*Activity*. Across the entries below, tally every line that holds the word "future". Give only the tally.

+++ Data for review

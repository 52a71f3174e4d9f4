//! HTTP server facade for the bookshelf service: Axum router, response
//! envelope, error mapping, and OpenAPI support.

use anyhow::Context;
use axum::{routing::get, Router};

use bookshelf_kernel::{settings::Settings, ModuleRegistry};

pub mod error;
pub mod openapi;
pub mod response;
pub mod router;

pub use error::{AppError, AppResult};
pub use response::{Envelope, Reply, Status};

use router::RouterBuilder;

/// Start the HTTP server and serve until a shutdown signal arrives
pub async fn start_server(registry: &ModuleRegistry, settings: &Settings) -> anyhow::Result<()> {
    let address = settings.server.bind_address();
    tracing::info!("starting HTTP server on {}", address);

    let app = build_router(registry, settings);

    let listener = tokio::net::TcpListener::bind(&address)
        .await
        .with_context(|| format!("failed to bind to address {}", address))?;

    tracing::info!("HTTP server listening on http://{}", address);

    axum::serve(listener, app)
        .with_graceful_shutdown(shutdown_signal())
        .await
        .context("HTTP server failed")?;

    tracing::info!("HTTP server stopped");
    Ok(())
}

/// Build the main HTTP router with all module routes mounted
pub fn build_router(registry: &ModuleRegistry, settings: &Settings) -> Router {
    let mut router_builder = RouterBuilder::new().route("/healthz", get(health_check));

    for module in registry.modules() {
        let module_name = module.name();
        tracing::info!(
            module = module_name,
            "mounting module routes under /{}",
            module_name
        );
        router_builder = router_builder.mount_module(module_name, module.routes());
    }

    // Layers wrap only what is registered before them.
    router_builder
        .with_openapi(registry)
        .with_fallback()
        .with_tracing()
        .with_cors()
        .with_request_id()
        .with_timeout(settings.server.request_timeout_ms)
        .build()
}

/// Health check endpoint
async fn health_check() -> &'static str {
    "ok"
}

/// Resolves on Ctrl-C, or SIGTERM on unix
async fn shutdown_signal() {
    let ctrl_c = async {
        if let Err(err) = tokio::signal::ctrl_c().await {
            tracing::error!(error = %err, "failed to listen for ctrl-c");
            std::future::pending::<()>().await;
        }
    };

    #[cfg(unix)]
    let terminate = async {
        match tokio::signal::unix::signal(tokio::signal::unix::SignalKind::terminate()) {
            Ok(mut signal) => {
                signal.recv().await;
            }
            Err(err) => {
                tracing::error!(error = %err, "failed to listen for SIGTERM");
                std::future::pending::<()>().await;
            }
        }
    };

    #[cfg(not(unix))]
    let terminate = std::future::pending::<()>();

    tokio::select! {
        _ = ctrl_c => {},
        _ = terminate => {},
    }

    tracing::info!("shutdown signal received");
}
//! Uniform JSON response envelope

use axum::{
    http::StatusCode,
    response::{IntoResponse, Response},
    Json,
};
use serde::Serialize;

/// Outcome marker carried by every envelope
#[derive(Debug, Clone, Copy, PartialEq, Eq, Serialize)]
#[serde(rename_all = "lowercase")]
pub enum Status {
    Success,
    Fail,
}

/// `{ status, message?, data? }` body shared by all endpoints
#[derive(Debug, Serialize)]
pub struct Envelope<T = ()> {
    pub status: Status,
    #[serde(skip_serializing_if = "Option::is_none")]
    pub message: Option<String>,
    #[serde(skip_serializing_if = "Option::is_none")]
    pub data: Option<T>,
}

impl<T> Envelope<T> {
    /// Successful envelope carrying `data`
    pub fn success(data: T) -> Self {
        Self {
            status: Status::Success,
            message: None,
            data: Some(data),
        }
    }

    pub fn with_message(mut self, message: impl Into<String>) -> Self {
        self.message = Some(message.into());
        self
    }
}

impl Envelope<()> {
    /// Successful envelope with only a message
    pub fn done(message: impl Into<String>) -> Self {
        Self {
            status: Status::Success,
            message: Some(message.into()),
            data: None,
        }
    }

    /// Failed envelope with a message
    pub fn fail(message: impl Into<String>) -> Self {
        Self {
            status: Status::Fail,
            message: Some(message.into()),
            data: None,
        }
    }
}

/// An envelope paired with the status code it is sent with
#[derive(Debug)]
pub struct Reply<T = ()> {
    pub code: StatusCode,
    pub body: Envelope<T>,
}

impl<T> Reply<T> {
    pub fn ok(body: Envelope<T>) -> Self {
        Self {
            code: StatusCode::OK,
            body,
        }
    }

    pub fn created(body: Envelope<T>) -> Self {
        Self {
            code: StatusCode::CREATED,
            body,
        }
    }
}

impl<T: Serialize> IntoResponse for Reply<T> {
    fn into_response(self) -> Response {
        (self.code, Json(self.body)).into_response()
    }
}
use anyhow::Context;
use bookshelf_kernel::settings::Settings;

#[tokio::main]
async fn main() -> anyhow::Result<()> {
    let settings = Settings::load().with_context(|| "failed to load bookshelf settings")?;
    bookshelf_telemetry::init(&settings.telemetry)?;

    tracing::info!(
        env = ?settings.environment,
        address = %settings.server.bind_address(),
        "bookshelf-app bootstrap starting"
    );

    bookshelf_app::serve(&settings).await?;

    tracing::info!("bookshelf-app shut down");
    Ok(())
}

++++++

*Response box*. 3